After hearing the evidence, the juvenile court concluded in its order that D. T. R. had committed the auto theft involved (i. e., had committed a delinquent act); was of the age of 15 at the time of the act; that there was no evidence that D. T. R. was committable to an institution for the mentally retarded or mentally ill; and that the past history of D. T. R. established to the satisfaction of the court that D. T. R. no longer was amenable to rehabilitative efforts by the juvenile court; and, that the child required legal restraint. Accordingly, the juvenile court transferred jurisdiction over D. T. R. to the superior court for treatment as an adult. OCGA § 15-11-39. D. T. R. brings this appeal contending that in the absence of an evaluation by Central State Hospital and expert testimony as to D. T. R.'s mental condition or amenability to treatment, the juvenile court had abused its discretion in transferring the case without fully considering the evidence as required by OCGA § 15-11-39 (3) (b) and (c). Held:

In order for an appellate court to determine if the state has carried *697 the burden of showing that a child is not amenable to rehabilitation, there must be evidence in the record for consideration in the appellate court. The transfer order must realistically reflect why the child is not amenable to treatment as a juvenile. Such decision must be based on evidence and the basis for it clearly reflected in the transfer order itself. C. L. A. v. State, 137 Ga. App. 511 (224 SE2d 491). The juvenile court does not abuse its discretion where there is evidence in support of the transfer. In the Interest of J. J. S., 246 Ga. 617 (272 SE2d 294). All that is required is to show the juvenile court had reasonable grounds to believe the child committed the delinquent act and is not amenable to treatment or rehabilitation through available facilities. D. L. M. v. State, 160 Ga. App. 424 (287 SE2d 355).

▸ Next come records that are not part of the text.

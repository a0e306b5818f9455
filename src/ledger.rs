//! Balance mutations. Every balance change is paired with one log entry.

use crate::activity::{ActivityEntry, ActivityKind, Clock};
use crate::coins::Coins;
use crate::error::CoinError;
use crate::store::{RecordStore, StudentKey, StudentRecord};

/// Largest single grant or revoke a teacher may enter
pub const MAX_ADJUSTMENT: Coins = Coins::whole(100);

/// Whether a teacher revoke may push a balance below zero.
/// Lottery purchases always require the full ticket cost regardless.
#[derive(Clone, Copy, Debug, Default, PartialEq, Eq)]
pub struct LedgerPolicy {
    pub allow_negative_balance: bool,
}

#[derive(Clone, Debug, PartialEq, Eq)]
pub enum LedgerOp {
    Adjust { key: StudentKey, delta: Coins },
    Reset { key: StudentKey },
    BatchAdjust { class_id: String, delta: Coins },
    BatchReset { class_id: String },
    SetCredential { key: StudentKey, credential: String },
}

/// Post-operation state of one touched student
#[derive(Clone, Debug, PartialEq, Eq)]
pub struct LedgerReceipt {
    pub key: StudentKey,
    pub balance: Coins,
    /// None for credential changes, which are not logged
    pub entry: Option<ActivityEntry>,
}

impl LedgerReceipt {
    fn of(record: &StudentRecord, entry: Option<ActivityEntry>) -> Self {
        Self {
            key: record.key.clone(),
            balance: record.balance,
            entry,
        }
    }
}

pub fn validate_delta(delta: Coins) -> Result<(), CoinError> {
    if delta.is_zero() || delta.abs() > MAX_ADJUSTMENT {
        return Err(CoinError::InvalidAmount(delta));
    }
    Ok(())
}

fn check_floor(record: &StudentRecord, delta: Coins, policy: LedgerPolicy) -> Result<(), CoinError> {
    if !policy.allow_negative_balance && (record.balance + delta).is_negative() {
        return Err(CoinError::InsufficientBalance {
            balance: record.balance,
            required: -delta,
        });
    }
    Ok(())
}

fn format_delta(delta: Coins) -> String {
    if delta.is_negative() {
        format!("delta: {}", delta)
    } else {
        format!("delta: +{}", delta)
    }
}

/// Add a signed delta and log it. Validation happens before any mutation.
pub fn grant_or_revoke(
    record: &mut StudentRecord,
    delta: Coins,
    policy: LedgerPolicy,
    kind: ActivityKind,
    timestamp: String,
) -> Result<ActivityEntry, CoinError> {
    validate_delta(delta)?;
    check_floor(record, delta, policy)?;

    record.balance += delta;
    let entry = ActivityEntry::new(timestamp, kind, None, format_delta(delta));
    record.log.append(entry.clone());
    Ok(entry)
}

/// Zero the balance, drop the history, then log the reset itself
pub fn reset(record: &mut StudentRecord, kind: ActivityKind, timestamp: String) -> ActivityEntry {
    let previous = record.balance;
    record.balance = Coins::ZERO;
    record.log.clear();
    let entry = ActivityEntry::new(timestamp, kind, None, format!("balance and log reset (was {})", previous));
    record.log.append(entry.clone());
    entry
}

/// Overwrite unconditionally, empty string included. Not logged.
pub fn set_credential(record: &mut StudentRecord, credential: String) {
    record.credential = credential;
}

/// Run one ledger operation against the store and persist the touched records
pub fn apply_ledger_op<S: RecordStore, C: Clock>(
    store: &mut S,
    clock: &C,
    policy: LedgerPolicy,
    op: LedgerOp,
) -> Result<Vec<LedgerReceipt>, CoinError> {
    let timestamp = clock.stamp();

    let (records, receipts) = match op {
        LedgerOp::Adjust { key, delta } => {
            let mut record = store.require(&key)?;
            let entry = grant_or_revoke(&mut record, delta, policy, ActivityKind::CoinAdjust, timestamp)?;
            let receipt = LedgerReceipt::of(&record, Some(entry));
            (vec![record], vec![receipt])
        }
        LedgerOp::Reset { key } => {
            let mut record = store.require(&key)?;
            let entry = reset(&mut record, ActivityKind::CoinReset, timestamp);
            let receipt = LedgerReceipt::of(&record, Some(entry));
            (vec![record], vec![receipt])
        }
        LedgerOp::BatchAdjust { class_id, delta } => {
            validate_delta(delta)?;
            let mut members = store.class_members(&class_id)?;
            // Reject the whole batch if any one member would fail
            for record in &members {
                check_floor(record, delta, policy)?;
            }
            let mut receipts = Vec::with_capacity(members.len());
            for record in members.iter_mut() {
                let entry = grant_or_revoke(record, delta, policy, ActivityKind::BatchCoinAdjust, timestamp.clone())?;
                receipts.push(LedgerReceipt::of(record, Some(entry)));
            }
            (members, receipts)
        }
        LedgerOp::BatchReset { class_id } => {
            let mut members = store.class_members(&class_id)?;
            let receipts = members
                .iter_mut()
                .map(|record| {
                    let entry = reset(record, ActivityKind::BatchCoinReset, timestamp.clone());
                    LedgerReceipt::of(record, Some(entry))
                })
                .collect();
            (members, receipts)
        }
        LedgerOp::SetCredential { key, credential } => {
            let mut record = store.require(&key)?;
            set_credential(&mut record, credential);
            let receipt = LedgerReceipt::of(&record, None);
            (vec![record], vec![receipt])
        }
    };

    if records.is_empty() {
        log::warn!("[LEDGER] operation touched no students");
        return Ok(receipts);
    }
    store.save(&records)?;
    Ok(receipts)
}

#[cfg(test)]
mod tests {
    use super::*;
    use crate::store::testing::{FixedClock, MemoryStore};

    fn adjust(class_id: &str, name: &str, delta: i64) -> LedgerOp {
        LedgerOp::Adjust {
            key: StudentKey::new(class_id, name),
            delta: Coins::whole(delta),
        }
    }

    #[test]
    fn test_adjust_sums_deltas_and_grows_log() {
        let mut store = MemoryStore::with_students(&[("3-1", "Mina", 10)]);
        let clock = FixedClock::at(9);
        let policy = LedgerPolicy::default();

        for delta in [5, -3, 2, -7, 1] {
            apply_ledger_op(&mut store, &clock, policy, adjust("3-1", "Mina", delta)).unwrap();
        }

        let record = store.record("3-1", "Mina");
        assert_eq!(record.balance, Coins::whole(10 + 5 - 3 + 2 - 7 + 1));
        assert_eq!(record.log.len(), 5);
        assert!(record.log.entries().iter().all(|e| e.kind == ActivityKind::CoinAdjust));
        assert_eq!(record.log.entries()[0].detail, "delta: +5");
        assert_eq!(record.log.entries()[1].detail, "delta: -3");
        assert_eq!(record.log.entries()[0].timestamp, "2025-03-04 09:30:00");
    }

    #[test]
    fn test_adjust_rejects_zero_and_out_of_bounds() {
        let mut store = MemoryStore::with_students(&[("3-1", "Mina", 10)]);
        let clock = FixedClock::at(9);
        let policy = LedgerPolicy::default();

        for delta in [0, 101, -101] {
            let err = apply_ledger_op(&mut store, &clock, policy, adjust("3-1", "Mina", delta)).unwrap_err();
            assert_eq!(err, CoinError::InvalidAmount(Coins::whole(delta)));
        }
        assert_eq!(store.record("3-1", "Mina").balance, Coins::whole(10));
        assert!(store.record("3-1", "Mina").log.is_empty());
        assert_eq!(store.saves, 0);
    }

    #[test]
    fn test_revoke_below_zero_rejected_by_default() {
        let mut store = MemoryStore::with_students(&[("3-1", "Mina", 3)]);
        let clock = FixedClock::at(9);

        let err = apply_ledger_op(&mut store, &clock, LedgerPolicy::default(), adjust("3-1", "Mina", -5)).unwrap_err();
        assert_eq!(
            err,
            CoinError::InsufficientBalance {
                balance: Coins::whole(3),
                required: Coins::whole(5)
            }
        );
        assert_eq!(store.record("3-1", "Mina").balance, Coins::whole(3));
        assert!(store.record("3-1", "Mina").log.is_empty());
    }

    #[test]
    fn test_revoke_below_zero_allowed_by_policy() {
        let mut store = MemoryStore::with_students(&[("3-1", "Mina", 3)]);
        let clock = FixedClock::at(9);
        let policy = LedgerPolicy {
            allow_negative_balance: true,
        };

        let receipts = apply_ledger_op(&mut store, &clock, policy, adjust("3-1", "Mina", -5)).unwrap();
        assert_eq!(receipts[0].balance, Coins::whole(-2));
        assert_eq!(store.record("3-1", "Mina").balance, Coins::whole(-2));
    }

    #[test]
    fn test_reset_clears_balance_and_history() {
        let mut store = MemoryStore::with_students(&[("3-1", "Mina", 3)]);
        let clock = FixedClock::at(9);
        let policy = LedgerPolicy::default();
        apply_ledger_op(&mut store, &clock, policy, adjust("3-1", "Mina", 4)).unwrap();
        apply_ledger_op(&mut store, &clock, policy, adjust("3-1", "Mina", 2)).unwrap();

        let key = StudentKey::new("3-1", "Mina");
        let receipts = apply_ledger_op(&mut store, &clock, policy, LedgerOp::Reset { key }).unwrap();

        let record = store.record("3-1", "Mina");
        assert_eq!(record.balance, Coins::ZERO);
        assert_eq!(record.log.len(), 1);
        assert_eq!(record.log.entries()[0].kind, ActivityKind::CoinReset);
        assert_eq!(receipts[0].entry.as_ref().map(|e| e.kind), Some(ActivityKind::CoinReset));
    }

    #[test]
    fn test_batch_adjust_touches_only_class() {
        let mut store = MemoryStore::with_students(&[("3-1", "Mina", 1), ("3-1", "Jun", 4), ("3-2", "Hana", 7)]);
        let clock = FixedClock::at(9);

        let op = LedgerOp::BatchAdjust {
            class_id: "3-1".to_string(),
            delta: Coins::whole(2),
        };
        let receipts = apply_ledger_op(&mut store, &clock, LedgerPolicy::default(), op).unwrap();

        assert_eq!(receipts.len(), 2);
        assert_eq!(store.record("3-1", "Mina").balance, Coins::whole(3));
        assert_eq!(store.record("3-1", "Jun").balance, Coins::whole(6));
        assert_eq!(store.record("3-2", "Hana").balance, Coins::whole(7));
        assert_eq!(store.record("3-1", "Jun").log.entries()[0].kind, ActivityKind::BatchCoinAdjust);
        assert!(store.record("3-2", "Hana").log.is_empty());
        assert_eq!(store.saves, 1);
    }

    #[test]
    fn test_batch_revoke_is_all_or_nothing() {
        let mut store = MemoryStore::with_students(&[("3-1", "Mina", 1), ("3-1", "Jun", 4)]);
        let clock = FixedClock::at(9);

        let op = LedgerOp::BatchAdjust {
            class_id: "3-1".to_string(),
            delta: Coins::whole(-2),
        };
        assert!(apply_ledger_op(&mut store, &clock, LedgerPolicy::default(), op).is_err());
        assert_eq!(store.record("3-1", "Jun").balance, Coins::whole(4));
        assert!(store.record("3-1", "Jun").log.is_empty());
    }

    #[test]
    fn test_batch_reset() {
        let mut store = MemoryStore::with_students(&[("3-1", "Mina", 1), ("3-1", "Jun", 4), ("3-2", "Hana", 7)]);
        let clock = FixedClock::at(9);

        let op = LedgerOp::BatchReset {
            class_id: "3-1".to_string(),
        };
        apply_ledger_op(&mut store, &clock, LedgerPolicy::default(), op).unwrap();

        for name in ["Mina", "Jun"] {
            let record = store.record("3-1", name);
            assert_eq!(record.balance, Coins::ZERO);
            assert_eq!(record.log.len(), 1);
            assert_eq!(record.log.entries()[0].kind, ActivityKind::BatchCoinReset);
        }
        assert_eq!(store.record("3-2", "Hana").balance, Coins::whole(7));
    }

    #[test]
    fn test_set_credential_allows_empty_and_is_not_logged() {
        let mut store = MemoryStore::with_students(&[("3-1", "Mina", 1)]);
        let clock = FixedClock::at(9);

        let op = LedgerOp::SetCredential {
            key: StudentKey::new("3-1", "Mina"),
            credential: String::new(),
        };
        let receipts = apply_ledger_op(&mut store, &clock, LedgerPolicy::default(), op).unwrap();

        assert_eq!(receipts[0].entry, None);
        assert_eq!(store.record("3-1", "Mina").credential, "");
        assert!(store.record("3-1", "Mina").log.is_empty());
    }

    #[test]
    fn test_unknown_student_and_persistence_failure_surface() {
        let mut store = MemoryStore::with_students(&[("3-1", "Mina", 1)]);
        let clock = FixedClock::at(9);

        let err = apply_ledger_op(&mut store, &clock, LedgerPolicy::default(), adjust("3-1", "Nobody", 1)).unwrap_err();
        assert!(matches!(err, CoinError::UnknownStudent { .. }));

        store.fail_saves = true;
        let err = apply_ledger_op(&mut store, &clock, LedgerPolicy::default(), adjust("3-1", "Mina", 1)).unwrap_err();
        assert!(matches!(err, CoinError::PersistenceFailure(_)));
    }
}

Here it was shown that D. T. R. repeatedly did not adhere to the constraints of juvenile probation whenever it was offered to him; he had been before the juvenile court approximately ten times; he had received help fruitlessly in the Community Treatment Program; he had been in the Youth Detention Center three times and had been receiving state help in after-care programs; and all juvenile court procedures had been used to no avail. Officers of the juvenile court system and the juvenile court were convinced that the juvenile court had nothing left to offer D. T. R. and D. T. R. was no longer amenable to rehabilitation efforts by the juvenile court system. See In the Interest of J. J. S., supra, p. 618.

To rule in this case as requested by D. T. R. would be to divest the juvenile court of its discretion, a discretion clearly mandated to be used by OCGA § 15-11-39 (a) (3). There is strong evidence in this record that further rehabilitative efforts would be wholly fruitless. There is unanimous agreement that D. T. R. does not need hospitalization for mental illness or retardation. Yet counsel for D. T. R. would require the juvenile court to disregard the evidence and require yet one more evaluation, one more effort toward rehabilitation. This in effect wholly nullifies the power of a juvenile court to transfer any juvenile to the superior court for treatment as an adult. We are satisfied the legislature did not intend such a result in spite of the favored treatment of juveniles. When we apply the legal standards authorizing transfer of a juvenile to a superior court, we are fully satisfied that the facts of this case support the exercise of discretion by the juvenile court in this transfer.

Judgment affirmed. Carley and Sognier, JJ., concur.